Good job.Love ur videos :)
Awesome, simple super
Hello Tushar, Very simple and elegant Algo, Thanks. Just curious, If i give input as 30,79: 79 not being in tree, I will get 30. Is this a valid answer?
+arun vyas Also need to do null check, or items not present in tree.
+Tushar Roy Thank you Tushar.
Nice and crisp. TY
Really appreciate!!!!!!!
how does this code handles the last case i.e 30 and 78
It returns the root because it doesn't pass the condition at the node 30; (30)root < min(30, 78) since the minimum 30 isn't shorter but equal to 30.
This doesn't consider the case where one or both of the elements doesn't exist in the tree. In case of the former, it will return the one that is present in the tree and not consider the other data (that DNE) at all.

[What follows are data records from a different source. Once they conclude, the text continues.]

//! Conservative explanation used when the explainer fails.

use serde_json::{Map, Value};

use super::types::RiskLevel;
use crate::pipeline::policy::TerminalKind;

pub const FALLBACK_EXPLANATION: &str =
    "A detailed explanation could not be generated reliably from the available analysis results.";

pub const FALLBACK_RECOMMENDATION: &str = "Review the extracted results manually and verify \
low-confidence items. If issues persist, re-upload higher-quality inputs.";

const WARNINGS_LIMITATION: &str = "The analysis contains warnings that reduce confidence.";

#[derive(Debug, Clone, PartialEq)]
pub struct FallbackExplanation {
    pub explanation: String,
    pub recommendation: String,
    pub grounding_metadata: Map<String, Value>,
}

/// Fixed fallback pair plus grounding metadata. Risk is `high` when the
/// perception result carries warnings, `medium` otherwise.
pub fn fallback_explanation(perception_warnings: &[String], kind: TerminalKind) -> FallbackExplanation {
    let has_warnings = !perception_warnings.is_empty();
    let risk = if has_warnings {
        RiskLevel::High
    } else {
        RiskLevel::Medium
    };

    let mut limitations = Vec::new();
    if has_warnings {
        limitations.push(WARNINGS_LIMITATION.to_string());
    }
    limitations.push(format!("Explanation model failed: {kind}"));

    let mut grounding = Map::new();
    grounding.insert("risk_level".into(), Value::from(risk.as_str()));
    grounding.insert("assumptions".into(), Value::Array(Vec::new()));
    grounding.insert("limitations".into(), Value::from(limitations));
    grounding.insert("fallback".into(), Value::Bool(true));

    FallbackExplanation {
        explanation: FALLBACK_EXPLANATION.to_string(),
        recommendation: FALLBACK_RECOMMENDATION.to_string(),
        grounding_metadata: grounding,
    }
}

#[cfg(test)]
mod tests {
    use super::*;
    use crate::pipeline::policy::FailureKind;

    #[test]
    fn warnings_raise_risk_to_high() {
        let fallback = fallback_explanation(
            &["page[1]: timeout".to_string()],
            TerminalKind::Failed(FailureKind::TransientFailure),
        );
        assert_eq!(fallback.grounding_metadata["risk_level"], "high");
        assert_eq!(fallback.grounding_metadata["limitations"][0], WARNINGS_LIMITATION);
        assert_eq!(
            fallback.grounding_metadata["limitations"][1],
            "Explanation model failed: transient_failure"
        );
    }

    #[test]
    fn no_warnings_is_medium_risk() {
        let fallback = fallback_explanation(
            &[],
            TerminalKind::RetriesExhausted {
                last: FailureKind::InvalidOutput,
            },
        );
        assert_eq!(fallback.explanation, FALLBACK_EXPLANATION);
        assert_eq!(fallback.recommendation, FALLBACK_RECOMMENDATION);
        assert_eq!(fallback.grounding_metadata["risk_level"], "medium");
        assert_eq!(
            fallback.grounding_metadata["limitations"],
            serde_json::json!(["Explanation model failed: retries_exhausted(invalid_output)"])
        );
    }
}
//! Provider-less explainers: the `mock` provider and a scripted test double.

use std::collections::VecDeque;
use std::sync::atomic::{AtomicUsize, Ordering};
use std::sync::Mutex;

use serde_json::{Map, Value};

use super::types::{ExplanationAdapter, ExplanationRequest, RawExplanation, RiskLevel};
use crate::pipeline::aggregation::PerceptionState;
use crate::pipeline::policy::FailureKind;
use crate::pipeline::AdapterError;

pub const MOCK_LLM_MODEL: &str = "mock-llm-v1";

/// Deterministic explainer that restates the facts it is given.
pub struct MockExplainer;

impl ExplanationAdapter for MockExplainer {
    fn name(&self) -> &str {
        MOCK_LLM_MODEL
    }

    fn call(&self, request: &ExplanationRequest) -> Result<RawExplanation, AdapterError> {
        let facts = request.facts.as_ref();
        let finding = facts["finding"].as_str().unwrap_or_default();
        let confidence = facts["overall_confidence"].as_f64().unwrap_or(0.0);
        let warning_count = facts["warnings"].as_array().map_or(0, Vec::len);

        let (explanation, recommendation, risk) = match request.state {
            PerceptionState::AllFailed => (
                format!(
                    "Mock explanation (dev mode): the automated {} analysis produced no usable result.",
                    request.task_type
                ),
                "Retry with a clearer input or check the model services.".to_string(),
                RiskLevel::High,
            ),
            state => (
                format!(
                    "Mock explanation (dev mode): {finding} (confidence {confidence:.2}, {} analysis).",
                    state.as_str()
                ),
                if warning_count > 0 || confidence < 0.5 {
                    "Verify the result manually; the analysis reported uncertainty.".to_string()
                } else {
                    "No action required beyond routine review.".to_string()
                },
                if warning_count > 0 || confidence < 0.5 {
                    RiskLevel::Medium
                } else {
                    RiskLevel::Low
                },
            ),
        };

        let mut grounding = Map::new();
        grounding.insert("risk_level".into(), Value::from(risk.as_str()));
        grounding.insert("assumptions".into(), Value::Array(Vec::new()));
        grounding.insert(
            "limitations".into(),
            Value::from(vec!["Generated by a mock explainer.".to_string()]),
        );

        Ok(RawExplanation {
            explanation,
            recommendation,
            grounding_metadata: Some(grounding),
            warnings: Vec::new(),
        })
    }
}

// ──────────────────────────────────────────────
// ScriptedExplainer
// ──────────────────────────────────────────────

#[derive(Debug, Clone)]
pub enum ExplainerStep {
    Respond(RawExplanation),
    Fail(FailureKind, String),
}

/// Replays a script of answers; the last step repeats.
pub struct ScriptedExplainer {
    steps: Mutex<VecDeque<ExplainerStep>>,
    calls: AtomicUsize,
    requests: Mutex<Vec<ExplanationRequest>>,
}

impl ScriptedExplainer {
    pub fn new(steps: Vec<ExplainerStep>) -> Self {
        Self {
            steps: Mutex::new(steps.into()),
            calls: AtomicUsize::new(0),
            requests: Mutex::new(Vec::new()),
        }
    }

    pub fn answer(explanation: &str, recommendation: &str) -> RawExplanation {
        RawExplanation {
            explanation: explanation.to_string(),
            recommendation: recommendation.to_string(),
            ..RawExplanation::default()
        }
    }

    pub fn call_count(&self) -> usize {
        self.calls.load(Ordering::SeqCst)
    }

    pub fn requests(&self) -> Vec<ExplanationRequest> {
        self.requests
            .lock()
            .map(|r| r.clone())
            .unwrap_or_default()
    }
}

impl ExplanationAdapter for ScriptedExplainer {
    fn name(&self) -> &str {
        "scripted-llm"
    }

    fn call(&self, request: &ExplanationRequest) -> Result<RawExplanation, AdapterError> {
        self.calls.fetch_add(1, Ordering::SeqCst);
        if let Ok(mut requests) = self.requests.lock() {
            requests.push(request.clone());
        }

        let step = self.steps.lock().ok().and_then(|mut steps| {
            if steps.len() > 1 {
                steps.pop_front()
            } else {
                steps.front().cloned()
            }
        });

        match step {
            Some(ExplainerStep::Respond(raw)) => Ok(raw),
            Some(ExplainerStep::Fail(kind, message)) => Err(match kind {
                FailureKind::Timeout => AdapterError::Timeout(message),
                FailureKind::InvalidOutput => AdapterError::InvalidOutput(message),
                FailureKind::TransientFailure => AdapterError::Unavailable(message),
                FailureKind::Fatal => AdapterError::InvalidInput(message),
            }),
            None => Err(AdapterError::NotConfigured("empty explainer script".into())),
        }
    }
}
fn normalize_tables(raw: Option<&Value>) -> Vec<ExtractedTable> {
    let Some(Value::Array(items)) = raw else {
        return Vec::new();
    };
    let mut tables = Vec::new();
    for table in items.iter().filter_map(Value::as_object) {
        let cells: Vec<TableCell> = match table.get("cells") {
            Some(Value::Array(cells)) => cells
                .iter()
                .filter_map(Value::as_object)
                .filter_map(|cell| {
                    Some(TableCell {
                        row: value_as_index(cell.get("row"), 0),
                        col: value_as_index(cell.get("col"), 0),
                        text: cell.get("text").and_then(value_as_text)?,
                        confidence: cell.get("confidence").and_then(normalize_confidence),
                    })
                })
                .filter(|cell| cell.row < MAX_TABLE_ROWS && cell.col < MAX_TABLE_COLS)
                .collect(),
            _ => Vec::new(),
        };
        let n_rows = grid_extent(table.get("n_rows"), cells.iter().map(|c| c.row), MAX_TABLE_ROWS);
        let n_cols = grid_extent(table.get("n_cols"), cells.iter().map(|c| c.col), MAX_TABLE_COLS);
        tables.push(ExtractedTable {
            table_index: value_as_index(table.get("table_index"), tables.len()),
            n_rows,
            n_cols,
            cells,
            confidence: table.get("confidence").and_then(normalize_confidence),
        });
    }
    tables
}

/// Parse one page of document extraction output.
///
/// Page confidence is the model's `page_confidence`, else the mean of the
/// field confidences, else absent.
pub fn parse_document_page(
    text: &str,
    page_index: usize,
    model: &ModelInfo,
) -> Result<RawPerception, AdapterError> {
    let json = extract_json_object(text)
        .ok_or_else(|| AdapterError::InvalidOutput("Model output is not valid JSON".into()))?;
    let data: Value = serde_json::from_str(json)?;
    let Value::Object(data) = data else {
        return Err(AdapterError::InvalidOutput(
            "Model output JSON is not an object".into(),
        ));
    };

    let fields = normalize_fields(data.get("fields"));
    let tables = normalize_tables(data.get("tables"));

    let field_scores: Vec<f64> = fields.iter().filter_map(|f| f.confidence).collect();
    let confidence = data
        .get("page_confidence")
        .and_then(normalize_confidence)
        .or_else(|| {
            (!field_scores.is_empty())
                .then(|| field_scores.iter().sum::<f64>() / field_scores.len() as f64)
        });

    let warnings = match data.get("warnings") {
        Some(Value::Array(items)) => {
            clean_warnings(items.iter().filter_map(value_as_text).collect())
        }
        _ => Vec::new(),
    };

    let finding = format!(
        "Extracted {} field(s) and {} table(s) from page {}.",
        fields.len(),
        tables.len(),
        page_index
    );

    let mut details = Map::new();
    details.insert("page_index".into(), Value::from(page_index));
    details.insert("model".into(), serde_json::to_value(model)?);

    Ok(RawPerception {
        finding: Some(finding),
        confidence,
        details,
        evidence: Evidence {
            fields,
            tables,
            warnings,
            raw_output: Some(text.to_string()),
            model: Some(model.clone()),
        },
    })
}
//! Command-line interface definitions.

use clap::{ColorChoice, Parser, Subcommand};
use std::path::PathBuf;

use crate::asset::AssetCategory;
use crate::inject::ViewKind;

/// Manage custom stylesheets and scripts injected into card views
#[derive(Parser, Debug, Clone)]
#[command(version, about, long_about = None, arg_required_else_help = true)]
pub struct Cli {
    /// Control colored output (auto, always, never)
    #[arg(long, global = true, default_value = "auto")]
    pub color: ColorChoice,

    /// Config file path (default: cardassets.toml, searched upward)
    #[arg(short = 'C', long, global = true, value_hint = clap::ValueHint::FilePath)]
    pub config: Option<PathBuf>,

    /// Assets root containing css/ and js/ (relative to project root)
    #[arg(short, long, global = true, value_hint = clap::ValueHint::DirPath)]
    pub root: Option<PathBuf>,

    /// Registry file path (relative to project root)
    #[arg(short = 'R', long, global = true, value_hint = clap::ValueHint::FilePath)]
    pub registry: Option<PathBuf>,

    /// Enable verbose output for debugging
    #[arg(short, long, global = true)]
    pub verbose: bool,

    /// subcommands
    #[command(subcommand)]
    pub command: Commands,
}

/// Available subcommands
#[derive(Subcommand, Debug, Clone)]
pub enum Commands {
    /// Write a default config and create the asset directories
    Init {
        /// Overwrite an existing config file
        #[arg(short, long)]
        force: bool,
    },

    /// Reconcile the registry with the asset directories
    #[command(visible_alias = "s")]
    Sync,

    /// List known assets and whether they are enabled
    #[command(visible_alias = "ls")]
    List {
        /// Only list one category (css or js)
        category: Option<AssetCategory>,
    },

    /// Flip an asset between enabled and disabled
    #[command(visible_alias = "t")]
    Toggle {
        #[command(flatten)]
        target: AssetTarget,
    },

    /// Enable an asset
    Enable {
        #[command(flatten)]
        target: AssetTarget,
    },

    /// Disable an asset
    Disable {
        #[command(flatten)]
        target: AssetTarget,
    },

    /// Print the URLs of enabled assets for a view
    Inject {
        #[command(flatten)]
        args: InjectArgs,
    },
}

/// One asset, addressed by category and relative path.
#[derive(clap::Args, Debug, Clone)]
pub struct AssetTarget {
    /// Asset category (css or js)
    pub category: AssetCategory,

    /// Path relative to the category directory (e.g. `nested/base.css`)
    pub path: String,
}

/// Inject command arguments.
#[derive(clap::Args, Debug, Clone)]
pub struct InjectArgs {
    /// View being rendered
    #[arg(long, value_enum, default_value = "reviewer")]
    pub view: ViewKind,

    /// Print `<link>`/`<script>` tags instead of bare URLs
    #[arg(long)]
    pub html: bool,
}

impl Cli {
    pub const fn is_init(&self) -> bool {
        matches!(self.command, Commands::Init { .. })
    }
}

If the elements don't exist then how can their ancestor exist?
You check that condition before calling this function.
Thanks bhaiya!
Short & sweet
gr8
Beautiful!
cool
i THINK THERE IS A MISTAKE IN THE CODE.....It shouldnt be the max of both node's data... the root node should be less than both of the n1 and n2.......
Node lca(Node node, int n1, int n2)
{
if (node == null)
return null;
// If both n1 and n2 are smaller than root, then LCA lies in left
if (node.data > n1 && node.data > n2)
return lca(node.left, n1, n2);
// If both n1 and n2 are greater than root, then LCA lies in right
if (node.data < n1 && node.data < n2)
return lca(node.right, n1, n2);
return node;
}
this is correct....
10 is a common ancestor to 30 and 78, so the lowest common ancestor should be 10, not 30.